20 March 2016

How Computers and Brains Recognize Images

We do not merely recognize objects, our brain is so good at this task that we can automatically supply the concept of a cup when shown a photo of a curved handle or identify a face from just an ear or nose. Neurobiologists, computer scientists, and robotics engineers are all interested in understanding how such recognition works (in both human and computer vision systems). New research suggests that there is an atomic unit of recognition, a minimum amount of information an image must contain for recognition to occur. In the field of computer vision, for example, the ability to recognize an object in an image has been a challenge for computer and artificial intelligence researchers. Researchers, wanted to know how well current models of computer vision are able to reproduce the capacities of the human brain. To this end they enlisted thousands of participants from Amazon's Mechanical Turk and had them identify series of images.

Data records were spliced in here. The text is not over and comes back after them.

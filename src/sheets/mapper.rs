//! Header-indexed mapping from parsed CSV rows to domain records.
//!
//! The first row of every sheet is the header; columns are resolved once
//! per sheet by case-insensitive name and rows are then read by position.
//! Data-shape problems never fail a read: missing columns and bad cells
//! fall back to defaults and are reported as `CoercionWarning`s for the
//! caller to log, so dirty exports degrade instead of erroring.

use std::fmt;

use crate::models::{Course, Outing, Player, Score, Society};
use crate::utils::format::{normalize_date_str, normalize_name, normalize_time_str, parse_date};

/// Scores returned by `loadScores` when the caller gives no limit.
pub const DEFAULT_SCORE_LIMIT: usize = 50;

/// A data-shape problem survived during mapping. Reads keep going; these
/// exist so bad cells show up in logs and tests instead of vanishing.
#[derive(Debug, Clone, PartialEq, Eq)]
pub enum CoercionWarning {
    MissingColumn { column: String },
    BadNumber { column: String, value: String },
    BadDate { value: String },
}

impl fmt::Display for CoercionWarning {
    fn fmt(&self, f: &mut fmt::Formatter<'_>) -> fmt::Result {
        match self {
            CoercionWarning::MissingColumn { column } => {
                write!(f, "missing column \"{}\"", column)
            }
            CoercionWarning::BadNumber { column, value } => {
                write!(f, "non-numeric \"{}\" in column \"{}\"", value, column)
            }
            CoercionWarning::BadDate { value } => write!(f, "unparseable date \"{}\"", value),
        }
    }
}

/// Mapping output: the records plus whatever coercion warnings the sheet
/// produced.
#[derive(Debug)]
pub struct Mapped<T> {
    pub records: Vec<T>,
    pub warnings: Vec<CoercionWarning>,
}

impl<T> Mapped<T> {
    fn empty() -> Self {
        Self {
            records: Vec::new(),
            warnings: Vec::new(),
        }
    }
}

/// Column positions resolved from a header row, once per fetched sheet.
#[derive(Debug)]
pub struct HeaderIndex {
    headers: Vec<String>,
}

impl HeaderIndex {
    pub fn new(header_row: &[String]) -> Self {
        Self {
            headers: header_row.iter().map(|h| h.trim().to_string()).collect(),
        }
    }

    /// Case-insensitive exact header-name lookup.
    pub fn col(&self, name: &str) -> Option<usize> {
        self.headers.iter().position(|h| h.eq_ignore_ascii_case(name))
    }

    fn require(&self, name: &str, warnings: &mut Vec<CoercionWarning>) -> Option<usize> {
        let col = self.col(name);
        if col.is_none() {
            warnings.push(CoercionWarning::MissingColumn {
                column: name.to_string(),
            });
        }
        col
    }
}

fn cell<'a>(row: &'a [String], col: Option<usize>) -> &'a str {
    col.and_then(|i| row.get(i)).map(|s| s.trim()).unwrap_or("")
}

fn cell_num(
    row: &[String],
    col: Option<usize>,
    column: &str,
    warnings: &mut Vec<CoercionWarning>,
) -> f64 {
    let v = cell(row, col);
    if v.is_empty() {
        return 0.0;
    }
    match v.parse::<f64>() {
        Ok(n) => n,
        Err(_) => {
            warnings.push(CoercionWarning::BadNumber {
                column: column.to_string(),
                value: v.to_string(),
            });
            0.0
        }
    }
}

fn cell_count(
    row: &[String],
    col: Option<usize>,
    column: &str,
    warnings: &mut Vec<CoercionWarning>,
) -> u32 {
    cell_num(row, col, column, warnings).max(0.0) as u32
}

fn tenant_match(row: &[String], sid_col: Option<usize>, society_id: &str) -> bool {
    cell(row, sid_col).eq_ignore_ascii_case(society_id.trim())
}

/// Map every row of the Societies sheet.
pub fn map_societies(rows: &[Vec<String>]) -> Mapped<Society> {
    if rows.len() < 2 {
        return Mapped::empty();
    }
    let mut warnings = Vec::new();
    let header = HeaderIndex::new(&rows[0]);
    let c_id = header.require("SocietyID", &mut warnings);
    let c_name = header.require("SocietyName", &mut warnings);
    let c_contact = header.col("ContactPerson");
    let c_num_players = header.col("NumberOfPlayers");
    let c_num_outings = header.col("NumberOfOutings");
    let c_status = header.col("Status");
    let c_created = header.col("CreatedDate");
    let c_notes = header.col("CaptainsNotes");

    let records = rows[1..]
        .iter()
        .filter(|row| row.iter().any(|c| !c.is_empty()))
        .map(|row| {
            let status = cell(row, c_status);
            Society {
                society_id: cell(row, c_id).to_string(),
                society_name: cell(row, c_name).to_string(),
                contact_person: cell(row, c_contact).to_string(),
                number_of_players: cell_count(row, c_num_players, "NumberOfPlayers", &mut warnings),
                number_of_outings: cell_count(row, c_num_outings, "NumberOfOutings", &mut warnings),
                status: if status.is_empty() {
                    "Active".to_string()
                } else {
                    status.to_string()
                },
                created_date: cell(row, c_created).to_string(),
                captains_notes: cell(row, c_notes).to_string(),
            }
        })
        .collect();

    Mapped { records, warnings }
}

/// Map the Players sheet, keeping only the given society's rows. Rows with
/// an empty player name are discarded.
pub fn map_players(rows: &[Vec<String>], society_id: &str) -> Mapped<Player> {
    if rows.len() < 2 {
        return Mapped::empty();
    }
    let mut warnings = Vec::new();
    let header = HeaderIndex::new(&rows[0]);
    let c_sid = header.require("SocietyID", &mut warnings);
    let c_name = header.require("PlayerName", &mut warnings);
    let c_handicap = header.col("Handicap");

    let records = rows[1..]
        .iter()
        .filter(|row| tenant_match(row, c_sid, society_id))
        .filter_map(|row| {
            let name = cell(row, c_name);
            if name.is_empty() {
                return None;
            }
            Some(Player {
                player_name: name.to_string(),
                handicap: cell_num(row, c_handicap, "Handicap", &mut warnings),
            })
        })
        .collect();

    Mapped { records, warnings }
}

/// Map the Outings sheet for one society, normalized and sorted ascending
/// by date then time. Rows with an empty or unparseable date are dropped
/// (with a warning for the unparseable ones).
pub fn map_outings(rows: &[Vec<String>], society_id: &str) -> Mapped<Outing> {
    if rows.len() < 2 {
        return Mapped::empty();
    }
    let mut warnings = Vec::new();
    let header = HeaderIndex::new(&rows[0]);
    let c_sid = header.require("SocietyID", &mut warnings);
    let c_date = header.require("Date", &mut warnings);
    let c_time = header.col("Time");
    let c_course = header.col("CourseName");
    let c_notes = header.col("Notes");

    let mut records: Vec<Outing> = rows[1..]
        .iter()
        .filter(|row| tenant_match(row, c_sid, society_id))
        .filter_map(|row| {
            let raw_date = cell(row, c_date);
            if raw_date.is_empty() {
                return None;
            }
            if parse_date(raw_date).is_none() {
                warnings.push(CoercionWarning::BadDate {
                    value: raw_date.to_string(),
                });
                return None;
            }
            Some(Outing {
                date: normalize_date_str(raw_date),
                time: normalize_time_str(cell(row, c_time)),
                course_name: cell(row, c_course).to_string(),
                notes: cell(row, c_notes).to_string(),
            })
        })
        .collect();

    // dates and times are normalized, so the string pair orders chronologically
    records.sort_by(|a, b| (&a.date, &a.time).cmp(&(&b.date, &b.time)));

    Mapped { records, warnings }
}

/// Map the Courses sheet. Courses are not tenant-scoped; rows with an empty
/// name are discarded. `courseImage` is only present when the sheet has the
/// column.
pub fn map_courses(rows: &[Vec<String>]) -> Mapped<Course> {
    if rows.len() < 2 {
        return Mapped::empty();
    }
    let mut warnings = Vec::new();
    let header = HeaderIndex::new(&rows[0]);
    let c_name = header.require("CourseName", &mut warnings);
    let c_par = header.col("ParIndx");
    let c_url = header.col("CourseURL");
    let c_map = header.col("CourseMaploc");
    let c_club = header.col("ClubName");
    let c_image = header.col("CourseImage");

    let records = rows[1..]
        .iter()
        .filter_map(|row| {
            let name = cell(row, c_name);
            if name.is_empty() {
                return None;
            }
            Some(Course {
                course_name: name.to_string(),
                par_indx: cell(row, c_par).to_string(),
                course_url: cell(row, c_url).to_string(),
                course_maploc: cell(row, c_map).to_string(),
                club_name: cell(row, c_club).to_string(),
                course_image: c_image.map(|_| cell(row, c_image).to_string()),
            })
        })
        .collect();

    Mapped { records, warnings }
}

/// Filters applied to the Scores sheet after the tenant filter.
#[derive(Debug, Clone, Copy)]
pub struct ScoreQuery<'a> {
    /// Case/space-insensitive player-name match.
    pub player_name: Option<&'a str>,
    /// Exact course-name match.
    pub course: Option<&'a str>,
    pub limit: usize,
}

impl Default for ScoreQuery<'_> {
    fn default() -> Self {
        Self {
            player_name: None,
            course: None,
            limit: DEFAULT_SCORE_LIMIT,
        }
    }
}

/// Map the Scores sheet for one society, newest timestamp first, capped at
/// the query limit.
pub fn map_scores(rows: &[Vec<String>], society_id: &str, query: &ScoreQuery) -> Mapped<Score> {
    if rows.len() < 2 {
        return Mapped::empty();
    }
    let mut warnings = Vec::new();
    let header = HeaderIndex::new(&rows[0]);
    let c_sid = header.require("SocietyID", &mut warnings);
    let c_player = header.require("PlayerName", &mut warnings);
    let c_course = header.col("CourseName");
    let c_date = header.col("Date");
    let c_handicap = header.col("Handicap");
    let hole_cols: Vec<Option<usize>> = (1..=18).map(|h| header.col(&format!("Hole{h}"))).collect();
    let points_cols: Vec<Option<usize>> =
        (1..=18).map(|h| header.col(&format!("Points{h}"))).collect();
    let c_total_score = header.col("Total Score");
    let c_total_points = header.col("Total Points");
    let c_out_score = header.col("Out Score");
    let c_out_points = header.col("Out Points");
    let c_in_score = header.col("In Score");
    let c_in_points = header.col("In Points");
    let c_back6_score = header.col("Back 6 Score");
    let c_back6_points = header.col("Back 6 Points");
    let c_back3_score = header.col("Back 3 Score");
    let c_back3_points = header.col("Back 3 Points");
    let c_timestamp = header.col("Timestamp");

    let wanted_player = query.player_name.map(normalize_name).filter(|n| !n.is_empty());

    let mut records: Vec<Score> = rows[1..]
        .iter()
        .filter(|row| tenant_match(row, c_sid, society_id))
        .filter_map(|row| {
            let player = cell(row, c_player);
            if player.is_empty() {
                return None;
            }
            if let Some(wanted) = &wanted_player {
                if &normalize_name(player) != wanted {
                    return None;
                }
            }
            if let Some(course) = query.course {
                if !course.is_empty() && cell(row, c_course) != course {
                    return None;
                }
            }

            let holes = hole_cols.iter().map(|&c| cell(row, c).to_string()).collect();
            let hole_points = points_cols
                .iter()
                .enumerate()
                .map(|(i, &c)| cell_count(row, c, &format!("Points{}", i + 1), &mut warnings))
                .collect();

            Some(Score {
                player_name: player.to_string(),
                course: cell(row, c_course).to_string(),
                date: normalize_date_str(cell(row, c_date)),
                handicap: cell_num(row, c_handicap, "Handicap", &mut warnings) as i32,
                holes,
                hole_points,
                total_score: cell_count(row, c_total_score, "Total Score", &mut warnings),
                total_points: cell_count(row, c_total_points, "Total Points", &mut warnings),
                out_score: cell_count(row, c_out_score, "Out Score", &mut warnings),
                out_points: cell_count(row, c_out_points, "Out Points", &mut warnings),
                in_score: cell_count(row, c_in_score, "In Score", &mut warnings),
                in_points: cell_count(row, c_in_points, "In Points", &mut warnings),
                back6_score: cell_count(row, c_back6_score, "Back 6 Score", &mut warnings),
                back6_points: cell_count(row, c_back6_points, "Back 6 Points", &mut warnings),
                back3_score: cell_count(row, c_back3_score, "Back 3 Score", &mut warnings),
                back3_points: cell_count(row, c_back3_points, "Back 3 Points", &mut warnings),
                timestamp: cell(row, c_timestamp).to_string(),
            })
        })
        .collect();

    Score::sort_newest_first(&mut records);
    records.truncate(query.limit);

    Mapped { records, warnings }
}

The images came in several formats: Some were successively cut from larger images, revealing less and less of the original. Others had successive reductions in resolution, with accompanying reductions in detail.


When the scientists compared the scores of the human subjects with those of the computer models, they found that humans were much better at identifying partial- or low-resolution images. The comparison suggested that the differences were also qualitative: Almost all the human participants were successful at identifying the objects in the various images, up to a fairly high loss of detail -- after which, nearly everyone stumbled at the exact same point. The division was so sharp; the scientists termed it a phase transition. The researchers suggest that the differences between computer and human capabilities lie in the fact that computer algorithms adopt a bottom-up approach that moves from simple features to complex ones. Human brains, on the other hand, work in "bottom-up" and "top-down" modes simultaneously, by comparing the elements in an image to a sort of model stored in their memory banks. The findings also suggest there may be something elemental in our brains that are tuned to work with a minimal amount, a basic atom of information. That elemental quantity may be crucial to our recognition abilities, and incorporating it into current models could improve their sensitivity.